4  Net Financial Result

The net financial result in 3Q15 was an expense of R$174 million, compared to an expense of R$616 million in the previous quarter.

Braskem holds net exposure to the U.S. dollar (more dollar-denominated liabilities than dollar-denominated assets). On Sept. 30, 2015, this net exposure was composed of (i) in operations, 80% of suppliers, which was partially offset by 59% of accounts receivable; and (ii) in the capital structure, 83% of net debt. Since its operating cash flow is heavily linked to the dollar, the Company believes that maintaining this level of net exposure to the dollar in liabilities acts as a natural hedge, which is in compliance with its Financial Management Policy. Virtually 100% of its revenue is directly or indirectly pegged to the variation in the U.S. dollar and approximately 80% of its costs are pegged to this currency.
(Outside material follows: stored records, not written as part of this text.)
//! Image archives.
//!
//! Exported archives hold an OCI image layout (`oci-layout`, `index.json`,
//! `blobs/<alg>/<hex>`) plus a Docker `manifest.json` pointing into the same
//! blobs, so both OCI and Docker loaders accept them. Imports accept either
//! layout, including legacy Docker archives with `<id>/layer.tar` layers.

use std::collections::{BTreeMap, BTreeSet, HashSet, VecDeque};
use std::io::{self, Read, Write};
use std::path::{Component, Path, PathBuf};

use cask_core::error::{CaskError, Result};
use serde::{Deserialize, Serialize};

use crate::client::Client;
use crate::compression::{self, Algorithm};
use crate::context::OpContext;
use crate::descriptor::Descriptor;
use crate::digest::{self, Digester};
use crate::graph::{self, child_gc_labels, Node};
use crate::labels;
use crate::manifest::{new_index, new_manifest, ImageIndex, ImageManifest, IndexExt, ManifestExt};
use crate::media;
use crate::platform::MatchComparer;
use crate::reference::Reference;
use crate::store::{create_or_update, write_blob, write_file, ContentStore, ImageRecord};

pub const OCI_LAYOUT_FILE: &str = "oci-layout";
pub const INDEX_FILE: &str = "index.json";
pub const DOCKER_MANIFEST_FILE: &str = "manifest.json";
const OCI_LAYOUT_VERSION: &str = "1.0.0";

#[derive(Debug, Serialize, Deserialize)]
#[serde(rename_all = "camelCase")]
struct OciLayout {
    image_layout_version: String,
}

/// One entry of a Docker `manifest.json`.
#[derive(Debug, Clone, Default, PartialEq, Serialize, Deserialize)]
#[serde(rename_all = "PascalCase")]
pub struct DockerManifestEntry {
    pub config: String,
    #[serde(default)]
    pub repo_tags: Vec<String>,
    #[serde(default)]
    pub layers: Vec<String>,
}

/// Path of a blob inside the layout.
pub fn blob_path(digest: &str) -> String {
    format!("blobs/{}/{}", digest::algorithm(digest), digest::encoded(digest))
}

// ============================================================================
// Export
// ============================================================================

/// Write `images` as one archive into `out`. Blobs shared between images
/// are written once.
pub async fn export<W: Write + Send>(
    client: &Client,
    ctx: &OpContext,
    images: &[ImageRecord],
    matcher: &MatchComparer,
    out: W,
) -> Result<W> {
    let cs = client.content();
    let mut blobs: BTreeMap<String, Descriptor> = BTreeMap::new();
    let mut index_entries = Vec::with_capacity(images.len());
    let mut docker: Vec<(String, DockerManifestEntry)> = Vec::new();

    for image in images {
        let health = graph::check(cs, ctx, &image.target, matcher).await?;
        if !health.is_complete() {
            return Err(CaskError::not_found(format!(
                "content of {} ({} blob(s) missing)",
                image.name,
                health.missing.len()
            )));
        }
        for desc in health.present {
            blobs.entry(desc.digest.clone()).or_insert(desc);
        }

        let mut entry = image.target.clone();
        entry.annotations = index_annotations(&image.name);
        index_entries.push(entry);

        let manifests = graph::manifests_for(cs, ctx, &image.target, matcher).await?;
        if let Some(pm) = manifests.first() {
            let tag = repo_tag(&image.name);
            match docker.iter_mut().find(|(d, _)| *d == pm.desc.digest) {
                Some((_, existing)) => existing.repo_tags.extend(tag),
                None => docker.push((
                    pm.desc.digest.clone(),
                    DockerManifestEntry {
                        config: blob_path(&pm.config_desc.digest),
                        repo_tags: tag.into_iter().collect(),
                        layers: pm
                            .manifest
                            .layer_descriptors()
                            .iter()
                            .map(|l| blob_path(&l.digest))
                            .collect(),
                    },
                )),
            }
        }
    }

    let mut builder = tar::Builder::new(out);
    append_json(
        &mut builder,
        OCI_LAYOUT_FILE,
        &OciLayout {
            image_layout_version: OCI_LAYOUT_VERSION.to_string(),
        },
    )?;
    for desc in blobs.values() {
        ctx.check()?;
        let reader = cs.open_blob(ctx, &desc.digest).await?;
        let mut header = file_header(desc.size);
        builder.append_data(&mut header, blob_path(&desc.digest), reader)?;
    }
    append_json(&mut builder, INDEX_FILE, &new_index(media::OCI_INDEX, &index_entries)?)?;
    let entries: Vec<DockerManifestEntry> = docker.into_iter().map(|(_, e)| e).collect();
    append_json(&mut builder, DOCKER_MANIFEST_FILE, &entries)?;

    tracing::debug!(images = images.len(), blobs = blobs.len(), "Exported archive");
    Ok(builder.into_inner()?)
}

fn index_annotations(name: &str) -> BTreeMap<String, String> {
    let mut out = BTreeMap::from([(labels::ANNOTATION_IMAGE_NAME.to_string(), name.to_string())]);
    if let Some(tag) = Reference::parse(name).ok().and_then(|r| r.tag) {
        out.insert(labels::ANNOTATION_REF_NAME.to_string(), tag);
    }
    out
}

/// Familiar `name:tag` for `RepoTags`; digest-only names have none.
fn repo_tag(name: &str) -> Option<String> {
    let r = Reference::parse(name).ok()?;
    let tag = r.tag.clone()?;
    Some(format!("{}:{}", r.familiar_name(), tag))
}

fn file_header(size: u64) -> tar::Header {
    let mut header = tar::Header::new_gnu();
    header.set_size(size);
    header.set_mode(0o444);
    header.set_mtime(0);
    header.set_entry_type(tar::EntryType::Regular);
    header.set_cksum();
    header
}

fn append_json<W: Write, T: Serialize>(builder: &mut tar::Builder<W>, path: &str, value: &T) -> Result<()> {
    let data = crate::manifest::to_vec(value)?;
    let mut header = file_header(data.len() as u64);
    builder.append_data(&mut header, path, &data[..])?;
    Ok(())
}

// ============================================================================
// Import
// ============================================================================

/// Import an archive read from `reader`, compressed or not. Blobs are
/// verified against their digests; records are created once every blob is
/// committed. Callers hold a lease over `ctx`.
pub async fn import<R: Read + Send + 'static>(
    client: &Client,
    ctx: &OpContext,
    reader: R,
) -> Result<Vec<ImageRecord>> {
    let dir = tempfile::tempdir()?;
    let root = dir.path().to_path_buf();
    let algorithm = tokio::task::spawn_blocking(move || -> io::Result<Algorithm> {
        let (algorithm, decoded) = compression::decompress(reader)?;
        let mut archive = tar::Archive::new(decoded);
        archive.set_preserve_permissions(false);
        archive.unpack(&root)?;
        Ok(algorithm)
    })
    .await
    .map_err(|e| CaskError::Other(format!("archive extraction task failed: {e}")))?
    .map_err(|e| CaskError::invalid(format!("failed to read archive: {e}")))?;
    tracing::debug!(compression = %algorithm, "Extracted archive");

    let root = dir.path();
    let records = if root.join(INDEX_FILE).is_file() {
        import_oci(client, ctx, root).await?
    } else if root.join(DOCKER_MANIFEST_FILE).is_file() {
        import_docker(client, ctx, root).await?
    } else {
        return Err(CaskError::invalid(format!(
            "unrecognized archive: neither {INDEX_FILE} nor {DOCKER_MANIFEST_FILE} found"
        )));
    };
    Ok(records)
}

async fn import_oci(client: &Client, ctx: &OpContext, root: &Path) -> Result<Vec<ImageRecord>> {
    let cs = client.content();
    let blobs = root.join("blobs");
    if blobs.is_dir() {
        for algo in std::fs::read_dir(&blobs)? {
            let algo = algo?;
            if !algo.file_type()?.is_dir() {
                continue;
            }
            let algo_name = algo.file_name().to_string_lossy().to_string();
            for blob in std::fs::read_dir(algo.path())? {
                let blob = blob?;
                ctx.check()?;
                let hex = blob.file_name().to_string_lossy().to_string();
                let digest = format!("{algo_name}:{hex}");
                digest::validate(&digest)?;
                let size = blob.metadata()?.len();
                let desc = Descriptor::new("application/octet-stream", digest, size);
                write_file(cs, ctx, &desc, &blob.path(), BTreeMap::new()).await?;
            }
        }
    }

    let index: ImageIndex = serde_json::from_slice(&std::fs::read(root.join(INDEX_FILE))?)?;
    let docker_tags = read_docker_manifest(root)
        .map(|entries| docker_tags_by_config(&entries))
        .unwrap_or_default();

    let mut records = Vec::new();
    for (i, entry) in index.manifest_descriptors().iter().enumerate() {
        label_graph(cs, ctx, entry).await?;
        let mut target = entry.clone();
        target.annotations.remove(labels::ANNOTATION_IMAGE_NAME);
        target.annotations.remove(labels::ANNOTATION_REF_NAME);
        target.platform = None;

        let names = match oci_entry_name(entry) {
            Some(name) => vec![name],
            None => docker_names_for(cs, ctx, entry, &docker_tags).await,
        };
        let names = if names.is_empty() {
            vec![entry.digest.clone()]
        } else {
            names
        };
        for name in names {
            tracing::debug!(index = i, name = %name, digest = %entry.digest, "Importing image");
            let record = create_or_update(client.images(), ctx, ImageRecord::new(name, target.clone())).await?;
            records.push(record);
        }
    }
    Ok(records)
}

/// Name of an `index.json` entry from its annotations.
fn oci_entry_name(entry: &Descriptor) -> Option<String> {
    if let Some(name) = entry.annotation(labels::ANNOTATION_IMAGE_NAME) {
        return Some(name.to_string());
    }
    let ref_name = entry.annotation(labels::ANNOTATION_REF_NAME)?;
    if ref_name.contains('/') || ref_name.contains(':') {
        return Reference::parse_normalized(ref_name).ok().map(|r| r.to_string());
    }
    None
}

fn read_docker_manifest(root: &Path) -> Option<Vec<DockerManifestEntry>> {
    let data = std::fs::read(root.join(DOCKER_MANIFEST_FILE)).ok()?;
    serde_json::from_slice(&data).ok()
}

/// RepoTags keyed by config digest, for layouts whose `index.json` lacks names.
fn docker_tags_by_config(entries: &[DockerManifestEntry]) -> BTreeMap<String, Vec<String>> {
    let mut out: BTreeMap<String, Vec<String>> = BTreeMap::new();
    for entry in entries {
        let Some(hex) = entry.config.rsplit('/').next() else {
            continue;
        };
        let hex = hex.trim_end_matches(".json");
        out.entry(format!("sha256:{hex}"))
            .or_default()
            .extend(entry.repo_tags.iter().cloned());
    }
    out
}

async fn docker_names_for(
    cs: &dyn ContentStore,
    ctx: &OpContext,
    entry: &Descriptor,
    tags: &BTreeMap<String, Vec<String>>,
) -> Vec<String> {
    if tags.is_empty() || !media::is_manifest(&entry.media_type) {
        return Vec::new();
    }
    let Ok(manifest) = graph::read_json::<ImageManifest>(cs, ctx, entry).await else {
        return Vec::new();
    };
    tags.get(&manifest.config_descriptor().digest)
        .map(|t| normalize_tags(t))
        .unwrap_or_default()
}

fn normalize_tags(tags: &[String]) -> Vec<String> {
    tags.iter()
        .filter_map(|t| match Reference::parse_normalized(t) {
            Ok(r) => Some(r.to_string()),
            Err(e) => {
                tracing::warn!(tag = %t, error = %e, "Skipping invalid RepoTag");
                None
            }
        })
        .collect()
}

/// Attach GC reference labels to every present parent under `root`.
async fn label_graph(cs: &dyn ContentStore, ctx: &OpContext, root: &Descriptor) -> Result<()> {
    let mut seen = HashSet::new();
    let mut queue = VecDeque::from([root.clone()]);
    while let Some(desc) = queue.pop_front() {
        if !seen.insert(desc.digest.clone()) || !Node::has_children(&desc) {
            continue;
        }
        let node = match Node::load(cs, ctx, &desc).await {
            Ok(node) => node,
            Err(e) if desc.digest != root.digest && e.is(cask_core::ErrorKind::NotFound) => continue,
            Err(e) => return Err(e),
        };
        let children = node.children();
        let present: Vec<Descriptor> = {
            let mut out = Vec::with_capacity(children.len());
            for child in &children {
                if cs.info(ctx, &child.digest).await.is_ok() {
                    out.push(child.clone());
                }
            }
            out
        };
        if !present.is_empty() {
            cs.update_labels(ctx, &desc.digest, child_gc_labels(&desc, &children), false)
                .await?;
        }
        queue.extend(present);
    }
    Ok(())
}

async fn import_docker(client: &Client, ctx: &OpContext, root: &Path) -> Result<Vec<ImageRecord>> {
    let cs = client.content();
    let entries: Vec<DockerManifestEntry> =
        serde_json::from_slice(&std::fs::read(root.join(DOCKER_MANIFEST_FILE))?)?;

    let mut records = Vec::new();
    for entry in &entries {
        ctx.check()?;
        let config_path = archive_path(root, &entry.config)?;
        let config_data = std::fs::read(&config_path)?;
        let config = Descriptor::of(media::DOCKER_CONFIG, &config_data);
        write_blob(cs, ctx, &config, &config_data, BTreeMap::new()).await?;

        let mut layers = Vec::with_capacity(entry.layers.len());
        for layer in &entry.layers {
            let path = archive_path(root, layer)?;
            let desc = layer_descriptor(&path)?;
            write_file(cs, ctx, &desc, &path, BTreeMap::new()).await?;
            layers.push(desc);
        }

        let manifest = new_manifest(media::DOCKER_MANIFEST, &config, &layers)?;
        let data = crate::manifest::to_vec(&manifest)?;
        let target = Descriptor::of(media::DOCKER_MANIFEST, &data);
        let children: Vec<Descriptor> = std::iter::once(config).chain(layers).collect();
        write_blob(cs, ctx, &target, &data, child_gc_labels(&target, &children)).await?;

        let mut names = normalize_tags(&entry.repo_tags);
        if names.is_empty() {
            names.push(target.digest.clone());
        }
        let unique: BTreeSet<String> = names.into_iter().collect();
        for name in unique {
            let record = create_or_update(client.images(), ctx, ImageRecord::new(name, target.clone())).await?;
            records.push(record);
        }
    }
    Ok(records)
}

/// Descriptor of a layer file, typed by its compression.
fn layer_descriptor(path: &Path) -> Result<Descriptor> {
    let mut file = std::fs::File::open(path)?;
    let mut head = [0u8; 6];
    let n = file.read(&mut head)?;
    let media_type = match Algorithm::detect(&head[..n]) {
        Algorithm::Uncompressed => media::DOCKER_LAYER,
        Algorithm::Gzip => media::DOCKER_LAYER_GZIP,
        Algorithm::Zstd => media::DOCKER_LAYER_ZSTD,
        other => {
            return Err(CaskError::Unsupported(format!(
                "{other} compressed layer {}",
                path.display()
            )))
        }
    };
    let mut file = std::fs::File::open(path)?;
    let mut digester = Digester::new();
    io::copy(&mut file, &mut digester)?;
    let (digest, size) = digester.finish();
    Ok(Descriptor::new(media_type, digest, size))
}

/// Resolve a path named inside the archive, refusing escapes.
fn archive_path(root: &Path, rel: &str) -> Result<PathBuf> {
    let rel = Path::new(rel);
    if rel
        .components()
        .any(|c| !matches!(c, Component::Normal(_) | Component::CurDir))
    {
        return Err(CaskError::invalid(format!(
            "archive path {} escapes the archive",
            rel.display()
        )));
    }
    Ok(root.join(rel))
}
Since Braskem regularly exports part of its production and aiming to better reflect exchange variation in its result, it designated, as of May 1, 2013, part of its dollar-denominated liabilities as hedge for its future exports (hedge accounting of exports).
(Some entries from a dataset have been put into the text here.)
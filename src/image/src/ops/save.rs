//! Saving images to an archive.

use std::collections::HashSet;
use std::io::Write;
use std::path::PathBuf;

use cask_core::error::{CaskError, Result};

use crate::archive;
use crate::client::Client;
use crate::context::OpContext;
use crate::ensure::ensure_content;
use crate::platform::MatchComparer;
use crate::store::ImageRecord;
use crate::streams::IoStreams;
use crate::walker::{self, AmbiguityPolicy};

#[derive(Debug, Clone, Default)]
pub struct SaveOptions {
    /// Output file; stdout when `None`.
    pub output: Option<PathBuf>,
    pub platforms: Vec<String>,
    pub all_platforms: bool,
}

/// Save `images` into one archive.
pub async fn save(
    client: &Client,
    ctx: &OpContext,
    streams: &IoStreams,
    images: &[String],
    opts: &SaveOptions,
) -> Result<()> {
    if images.is_empty() {
        return Err(CaskError::invalid("requires at least 1 image"));
    }
    if opts.output.is_none() && streams.stdout_is_terminal {
        return Err(CaskError::invalid(
            "cowardly refusing to save to a terminal. Use the -o flag or redirect",
        ));
    }
    let matcher = MatchComparer::new(opts.all_platforms, &opts.platforms)?;

    // One root per target: the first name given for it wins.
    let mut records: Vec<ImageRecord> = Vec::new();
    let mut seen = HashSet::new();
    for req in images {
        let found = walker::walk(client.content(), client.images(), ctx, req, AmbiguityPolicy::UniqueTarget).await?;
        for f in found {
            if seen.insert(f.image.target.digest.clone()) {
                records.push(f.image);
            }
        }
    }

    let lease = client.lease(ctx, "save").await?;
    let result = save_leased(client, lease.context(), streams, &records, &matcher, opts).await;
    lease.release().await?;
    result
}

async fn save_leased(
    client: &Client,
    ctx: &OpContext,
    streams: &IoStreams,
    records: &[ImageRecord],
    matcher: &MatchComparer,
    opts: &SaveOptions,
) -> Result<()> {
    for image in records {
        ensure_content(client, ctx, image, matcher).await?;
    }

    match &opts.output {
        Some(path) => {
            let file = std::fs::File::create(path)
                .map_err(|e| CaskError::Io(std::io::Error::new(e.kind(), format!("{}: {e}", path.display()))))?;
            let mut file = archive::export(client, ctx, records, matcher, file).await?;
            file.flush()?;
            file.sync_all()?;
        }
        None => {
            let mut out = archive::export(client, ctx, records, matcher, streams.stdout.clone()).await?;
            out.flush()?;
        }
    }
    tracing::info!(images = records.len(), "Saved images");
    Ok(())
}

#[cfg(test)]
mod tests {
    use super::*;
    use tempfile::TempDir;

    use crate::convert::tests::{docker_image, layer_tar, test_client};
    use crate::manifest::{ImageIndex, IndexExt};

    #[tokio::test]
    async fn test_refuses_terminal_stdout() {
        let tmp = TempDir::new().unwrap();
        let client = test_client(&tmp);
        let (mut streams, _, _) = IoStreams::buffered(b"");
        streams.stdout_is_terminal = true;
        let err = save(
            &client,
            &client.context(),
            &streams,
            &["alpine".to_string()],
            &SaveOptions::default(),
        )
        .await
        .unwrap_err();
        assert!(err.is(cask_core::ErrorKind::InvalidArgument));
        assert!(err.to_string().contains("cowardly refusing"));
    }

    #[tokio::test]
    async fn test_save_to_stdout_dedups_by_target() {
        let tmp = TempDir::new().unwrap();
        let client = test_client(&tmp);
        let ctx = client.context();
        let image = docker_image(&client, &ctx, "docker.io/library/app:1", &[layer_tar(&[("a", b"a")])]).await;
        client
            .images()
            .create(&ctx, ImageRecord::new("docker.io/library/app:2", image.target.clone()))
            .await
            .unwrap();

        let (streams, out, _) = IoStreams::buffered(b"");
        let id = crate::digest::short_id(&image.target.digest).to_string();
        save(
            &client,
            &ctx,
            &streams,
            &["app:1".to_string(), "app:2".to_string(), id],
            &SaveOptions::default(),
        )
        .await
        .unwrap();

        let data = out.contents();
        let mut ar = tar::Archive::new(&data[..]);
        let index = ar
            .entries()
            .unwrap()
            .map(|e| e.unwrap())
            .find(|e| e.path().unwrap().to_string_lossy() == archive::INDEX_FILE)
            .map(|mut e| {
                let mut s = Vec::new();
                std::io::Read::read_to_end(&mut e, &mut s).unwrap();
                s
            })
            .unwrap();
        let index: ImageIndex = serde_json::from_slice(&index).unwrap();
        assert_eq!(index.manifest_descriptors().len(), 1);
        assert!(client.leases().list(&ctx).await.unwrap().is_empty());
    }
}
The subsidiary Braskem Idesa, aiming to better reflect exchange variation in its profit and loss, decided, on Oct. 1, 2014, to designate the dollar-denominated liabilities related to the financing of the Mexico project, which adopts a project finance model in U.S. dollar, as hedge for its future sales, which will be made in the same currency.

As a result, the exchange variation arising from liabilities related to the project, which amounted to US$3.2 billion on Sept. 30, 2015, is temporarily recorded under shareholders’ equity and transferred to the income statement only when such sales occur, thus enabling the simultaneous recognition of the impact of the U.S. dollar on its liabilities and sales.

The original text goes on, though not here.